Microelectrochemical tests were conducted on stainless steel matrix micro-regions containing single inclusions. The tests included a matrix containing a single MnS inclusion (Figure 8b), a matrix containing a single oxy-sulfide inclusion (Figure 8c), and a blank region of the matrix only as a comparison (Figure 8a). Figure 8d shows a typical polarization curve for an SS matrix with a smooth passive region, indicating that the electrode surface is stable, i.e., the passive film on the matrix is intact. The trend of the polarization curve (Figure 8e) for the matrix containing MnS is closer to that of the matrix only, except that there is a current transient in the passive region. The sudden increase in current density is due to MnS dissolution, while the decrease in current density is due to the repassivation of the matrix. According to other researchers, MnS dissolution may induce metastable pitting, leading to an increase in the current density and thus forming a bulge on the passive region. Here, the MnS dissolution only caused a transient in the current density, indicating that MnS only dissolved itself without causing metastable pitting. It was reported that MnS is thermodynamically unstable in the passive region [7], which is verified by the change in the current density in the passive region of the polarization curve, indicating that MnS can dissolve at low anodic potentials of about −150 mV.

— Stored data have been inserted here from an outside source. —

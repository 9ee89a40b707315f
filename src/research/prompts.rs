// SPDX-License-Identifier: MIT

//! Prompt table keyed by (company code, sector code, report type).

use crate::error::EngineError;
use serde::Deserialize;
use std::fs;
use std::path::Path;

#[derive(Debug, Clone, Deserialize)]
pub struct PromptRow {
    #[serde(rename = "CompanyCode")]
    pub company_code: String,
    #[serde(rename = "SectorCode")]
    pub sector_code: String,
    #[serde(rename = "ReportType")]
    pub report_type: String,
    #[serde(rename = "Prompt")]
    pub prompt: String,
}

/// Prompt lookup table loaded from a JSON file. Misses fall back to a
/// generic analyst prompt built from the request fields.
#[derive(Debug, Clone, Default)]
pub struct PromptLibrary {
    rows: Vec<PromptRow>,
}

impl PromptLibrary {
    pub fn from_file<P: AsRef<Path>>(path: P) -> Result<Self, EngineError> {
        let text = fs::read_to_string(path.as_ref())?;
        let rows: Vec<PromptRow> = serde_json::from_str(&text)?;
        log::info!(
            "Loaded {} prompt rows from {:?}",
            rows.len(),
            path.as_ref()
        );
        Ok(Self { rows })
    }

    pub fn empty() -> Self {
        Self::default()
    }

    pub fn lookup(
        &self,
        company_code: &str,
        sector_code: &str,
        report_type: &str,
    ) -> Option<&str> {
        self.rows
            .iter()
            .find(|row| {
                row.company_code == company_code
                    && row.sector_code == sector_code
                    && row.report_type == report_type
            })
            .map(|row| row.prompt.as_str())
    }

    /// Prompt for the request, falling back to a generic one when no row
    /// matches.
    pub fn prompt_for(&self, company_code: &str, sector_code: &str, report_type: &str) -> String {
        match self.lookup(company_code, sector_code, report_type) {
            Some(prompt) => prompt.to_string(),
            None => {
                log::warn!(
                    "No prompt row for {}-{}-{}, using generic prompt",
                    company_code,
                    sector_code,
                    report_type
                );
                format!(
                    "You are an expert equity research analyst. Generate a comprehensive {} \
                     for {} in the {} sector. Provide professional analysis including company \
                     overview, financial performance, market position, risks, and investment \
                     recommendation.",
                    report_type, company_code, sector_code
                )
            }
        }
    }
}

#[cfg(test)]
mod tests {
    use super::*;

    fn library() -> PromptLibrary {
        let rows: Vec<PromptRow> = serde_json::from_str(
            r#"[
                {
                    "CompanyCode": "AAPL",
                    "SectorCode": "IT",
                    "ReportType": "FirstCutReport",
                    "Prompt": "Draft a first-cut report on Apple."
                }
            ]"#,
        )
        .unwrap();
        PromptLibrary { rows }
    }

    #[test]
    fn test_lookup_exact_match() {
        let lib = library();
        assert_eq!(
            lib.lookup("AAPL", "IT", "FirstCutReport"),
            Some("Draft a first-cut report on Apple.")
        );
    }

    #[test]
    fn test_lookup_requires_all_three_keys() {
        let lib = library();
        assert!(lib.lookup("AAPL", "IT", "BuyReport").is_none());
        assert!(lib.lookup("AAPL", "AUTO", "FirstCutReport").is_none());
    }

    #[test]
    fn test_prompt_for_falls_back_to_generic() {
        let lib = library();
        let prompt = lib.prompt_for("TSLA", "AUTO", "BuyReport");
        assert!(prompt.contains("TSLA"));
        assert!(prompt.contains("AUTO"));
        assert!(prompt.contains("BuyReport"));
    }
}
// SPDX-License-Identifier: MIT

pub mod checkpoint;
pub mod executor;
pub mod state;

pub use checkpoint::{Checkpoint, CheckpointStore, MemoryCheckpointStore, SqliteCheckpointStore};
pub use executor::{
    Graph, GraphBuilder, RunOutcome, RunReport, Step, StepEvent, StepResult, Transition, END,
};
pub use state::{StateUpdate, WorkflowState};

In contrast to the polarization curves of the first two, the polarization curve of the matrix containing single oxy-sulfide (Figure 8f) exhibits significant current fluctuations in the passive region. In this case, the increase in current density occurs first at a potential of about −200 mV, then immediately drops even below the passivation current density, and finally returns to the passive region. With increasing potential, the changes in current density become frequent and small in magnitude. The increase in current density is due to the dissolution of inclusion, while the subsequent decrease in the current density is due to the immediate repassivation of the matrix. Among these, the inclusion dissolution contains not only sulfide dissolution but also oxide dissolution. The multiple fluctuations of the current in the passive region suggest the alternation of inclusion dissolution and matrix repassivation processes, which can be attributed to the complex structure of the oxy-sulfide inclusion with multiple interfaces, leading to complicated microgalvanic effects.

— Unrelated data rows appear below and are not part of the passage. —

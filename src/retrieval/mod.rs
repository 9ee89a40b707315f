//! Retrieval service used to enrich drafting instructions with context.

pub mod index;

use crate::error::RetrievalError;
use async_trait::async_trait;
use serde::Serialize;

pub use index::DocIndex;

/// One retrieved chunk of text with its provenance.
#[derive(Debug, Clone, Serialize)]
pub struct Snippet {
    pub text: String,
    pub source: String,
    #[serde(skip_serializing_if = "Option::is_none")]
    pub company_code: Option<String>,
    pub score: f32,
}

/// Similarity search over a document corpus. Implementations must tolerate
/// an empty or missing index by returning an empty sequence.
#[async_trait]
pub trait Retriever: Send + Sync {
    async fn search(
        &self,
        query: &str,
        company_code: Option<&str>,
        top_k: usize,
    ) -> Result<Vec<Snippet>, RetrievalError>;
}
//! Tools callable from a workflow's tool-dispatch step.

pub mod search;

use crate::error::EngineError;
use crate::llm::ToolSpec;
use async_trait::async_trait;
use serde_json::Value;
use std::collections::HashMap;
use std::sync::Arc;

/// A named external capability the model can request.
///
/// `name()`, `description()` and `parameters()` return references so the
/// values can live in struct fields instead of being rebuilt per call.
#[async_trait]
pub trait Tool: Send + Sync {
    /// Tool name, unique within a workflow's tool set
    fn name(&self) -> &str;

    /// Human-readable description surfaced to the model
    fn description(&self) -> &str;

    /// JSON schema of the tool's arguments
    fn parameters(&self) -> &Value;

    /// Execute the tool and return its textual result
    async fn execute(&self, arguments: Value) -> Result<String, EngineError>;
}

/// Produce the binding spec for a tool, for handing to the model.
pub fn spec_for(tool: &dyn Tool) -> ToolSpec {
    ToolSpec {
        name: tool.name().to_string(),
        description: tool.description().to_string(),
        parameters: tool.parameters().clone(),
    }
}

/// The fixed set of tool handlers available to one workflow, built once at
/// graph construction. Lookups by unknown name are a configuration error at
/// the dispatch site, not here.
#[derive(Clone, Default)]
pub struct ToolSet {
    tools: HashMap<String, Arc<dyn Tool>>,
}

impl ToolSet {
    pub fn new(tools: Vec<Arc<dyn Tool>>) -> Self {
        Self {
            tools: tools
                .into_iter()
                .map(|t| (t.name().to_string(), t))
                .collect(),
        }
    }

    pub fn get(&self, name: &str) -> Option<Arc<dyn Tool>> {
        self.tools.get(name).cloned()
    }

    /// Binding specs for every registered tool.
    pub fn specs(&self) -> Vec<ToolSpec> {
        self.tools.values().map(|t| spec_for(t.as_ref())).collect()
    }
}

Indeed, the different electrochemical behavior between the two inclusions as well as the matrix can be attributed to various factors such as chemical composition, structure, and surface state (passive film integrity). The electrochemical behavior of mixed inclusions in the passive region is complex and includes oxide dissolution as well as matrix repassivation in addition to sulfide dissolution. It has been reported that the oxide dissolution depends on its chemical property, i.e., solubility, and a decrease in pH in the local region can lead to a partial dissolution of generally inert oxide inclusions, and Al3+, Cr3+, and Mn2+ might be released through oxide dissolution when pH < 3 [19]. As mentioned earlier, the anodic dissolution of MnS/sulfides creates a local acidic environment with low pH, which may then result in oxide dissolution, as manifested by multiple increases in the current density in the passive region. Afterwards, the dissolved oxides may, in turn, facilitate the repassivation process as their components, such as elemental Cr and Ti, favor the corrosion resistance of the local region and promote the repair of the passive film, as shown by an immediate decrease in current density after a small increase [35]. Furthermore, the preferential dissolution of the sulfide parts may form corrosion pits, leaving the oxide parts in the pits and exposing most of the oxide (see Figure 6d), resulting in an increase in the electrode surface and consequently a decrease in current density to a level lower than passivation current density.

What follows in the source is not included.